Project Name: Project 11 - Vulnerability emulation for SNARE and TANNER
Mentor: Lukas Rist (DE)
Backup mentor: Andrea De Pasquale (IT)
Skills required: Python3 and Go
Project type: Improve existing tool
Project goal: Add web vulnerability type emulation for SNARE
SNARE is a web application honeypot sensor attracting all sort of maliciousness from the Internet. The web page is generated by cloning a real web application and injecting known vulnerabilities. SNARE connects to TANNER, a remote data analysis and classification service, to evaluate HTTP requests and composing the response then served by SNARE. Right now TANNER supports limited vulnerability emulation capabilities which serve more as demonstration.
A student working on this project will learn about HTTP attacks, vulnerability emulation using sandboxing, virtual file systems, system emulation and exposing databases. We will develop a deployment strategy, testing and updating.
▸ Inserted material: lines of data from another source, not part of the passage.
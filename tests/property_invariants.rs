use std::collections::BTreeSet;

use chrono::{Duration, NaiveDate, NaiveDateTime};
use proptest::prelude::*;

use rollcall::{
    attendance::AttendanceRecord,
    core::registrar::Registrar,
    student::{Student, StudentDetails, StudentDraft, StudentFilter},
    types::{Gender, RecordId},
};

const STUDENTS: u8 = 6;

#[derive(Debug, Clone)]
enum Action {
    Register { student: u8, day: u8, minute: u16 },
    Remove { target: u8 },
    SetActive { student: u8, active: bool },
    AddStudent { student: u8 },
}

fn action_strategy() -> impl Strategy<Value = Action> {
    prop_oneof![
        4 => (0u8..STUDENTS + 2, 0u8..5, 0u16..1440)
            .prop_map(|(student, day, minute)| Action::Register { student, day, minute }),
        1 => (0u8..32).prop_map(|target| Action::Remove { target }),
        1 => (0u8..STUDENTS, any::<bool>())
            .prop_map(|(student, active)| Action::SetActive { student, active }),
        1 => (0u8..STUDENTS).prop_map(|student| Action::AddStudent { student }),
    ]
}

fn code_for(student: u8) -> String {
    format!("{}", 100 + u32::from(student))
}

fn base_time() -> NaiveDateTime {
    NaiveDate::from_ymd_opt(2024, 5, 1)
        .unwrap()
        .and_hms_opt(0, 0, 0)
        .unwrap()
}

fn draft_for(student: u8) -> StudentDraft {
    StudentDraft {
        code: Some(code_for(student)),
        document_id: format!("{:08}", 20_000_000 + u32::from(student)),
        details: StudentDetails {
            full_name: "Laura Torres".to_string(),
            grade: format!("{}-1", 6 + student % 3),
            gender: if student % 2 == 0 { Gender::Female } else { Gender::Male },
            address: "Carrera 7".to_string(),
            phone: "3001234567".to_string(),
            email: None,
            photo_reference: None,
            birth_date: NaiveDate::from_ymd_opt(2010, 1, 1).unwrap(),
        },
    }
}

fn full_scan_for_date(r: &Registrar, date: NaiveDate) -> BTreeSet<RecordId> {
    r.ledger()
        .iter()
        .filter(|rec| rec.calendar_date == date)
        .map(|rec| rec.id)
        .collect()
}

fn full_scan_for_student(r: &Registrar, code: &str) -> BTreeSet<RecordId> {
    r.ledger()
        .iter()
        .filter(|rec| rec.student_code == code)
        .map(|rec| rec.id)
        .collect()
}

fn snapshot(r: &Registrar) -> (Vec<Student>, Vec<AttendanceRecord>) {
    (r.list_students(&StudentFilter::all()), r.ledger().export())
}

proptest! {
    #[test]
    fn random_sequences_keep_one_record_per_day_and_revert_cleanly(
        actions in prop::collection::vec(action_strategy(), 1..150)
    ) {
        let mut r = Registrar::new();
        for s in 0..STUDENTS / 2 {
            r.add_student(draft_for(s), base_time()).expect("seed");
        }
        r.drain_pending_ops();
        let baseline = snapshot(&r);

        let mut dates = BTreeSet::new();
        for action in actions {
            match action {
                Action::Register { student, day, minute } => {
                    let now = base_time()
                        + Duration::days(i64::from(day))
                        + Duration::minutes(i64::from(minute));
                    dates.insert(now.date());
                    let before = r.ledger().len();
                    let out = r.register_attendance(&code_for(student), now).expect("register");
                    let expected = before + usize::from(out.is_registered());
                    prop_assert_eq!(r.ledger().len(), expected);
                }
                Action::Remove { target } => {
                    let ids = r.ledger().ordered_ids().to_vec();
                    if ids.is_empty() {
                        continue;
                    }
                    let id = ids[usize::from(target) % ids.len()];
                    prop_assert!(r.remove_record(id).is_ok());
                }
                Action::SetActive { student, active } => {
                    let _ = r.set_active(&code_for(student), active);
                }
                Action::AddStudent { student } => {
                    let before = r.directory().len();
                    match r.add_student(draft_for(student), base_time()) {
                        Ok(_) => prop_assert_eq!(r.directory().len(), before + 1),
                        Err(_) => prop_assert_eq!(r.directory().len(), before),
                    }
                }
            }

            let mut seen = BTreeSet::new();
            for rec in r.ledger().iter() {
                prop_assert!(
                    seen.insert((rec.student_code.clone(), rec.calendar_date)),
                    "two records for {} on {}", rec.student_code, rec.calendar_date
                );
            }
            for date in &dates {
                let indexed: BTreeSet<_> =
                    r.ledger().for_date(*date).map(|rec| rec.id).collect();
                prop_assert_eq!(indexed, full_scan_for_date(&r, *date));
            }
            for s in 0..STUDENTS + 2 {
                let code = code_for(s);
                let indexed: BTreeSet<_> =
                    r.list_for_student(&code).into_iter().map(|rec| rec.id).collect();
                prop_assert_eq!(indexed, full_scan_for_student(&r, &code));
            }
        }

        for op in r.drain_pending_ops().into_iter().rev() {
            prop_assert!(r.revert(op).is_ok());
        }
        prop_assert_eq!(snapshot(&r), baseline);
    }

    #[test]
    fn list_for_date_is_sorted_by_time(minutes in prop::collection::vec(0u16..1440, 1..STUDENTS as usize)) {
        let mut r = Registrar::new();
        for (i, minute) in minutes.iter().enumerate() {
            let student = i as u8;
            r.add_student(draft_for(student), base_time()).expect("seed");
            let now = base_time() + Duration::minutes(i64::from(*minute));
            prop_assert!(r.register_attendance(&code_for(student), now).expect("register").is_registered());
        }
        let listed = r.list_attendance(base_time().date());
        prop_assert_eq!(listed.len(), minutes.len());
        for pair in listed.windows(2) {
            prop_assert!(pair[0].time_of_day <= pair[1].time_of_day);
        }
    }
}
Evgeniya had a strong start with adding support for RFI emulation, deploying a SNARE and TANNER instance for testing and verification purposes and we registered a domain to attract some malicious traffic. We continued with adding support for LFI and XSS attacks and session tracking. During the last part we focused on bug fixing, the cloning tool and support for SQL injection attacks. Despite her finishing her studies during GSoC, she managed to surpass our expectations.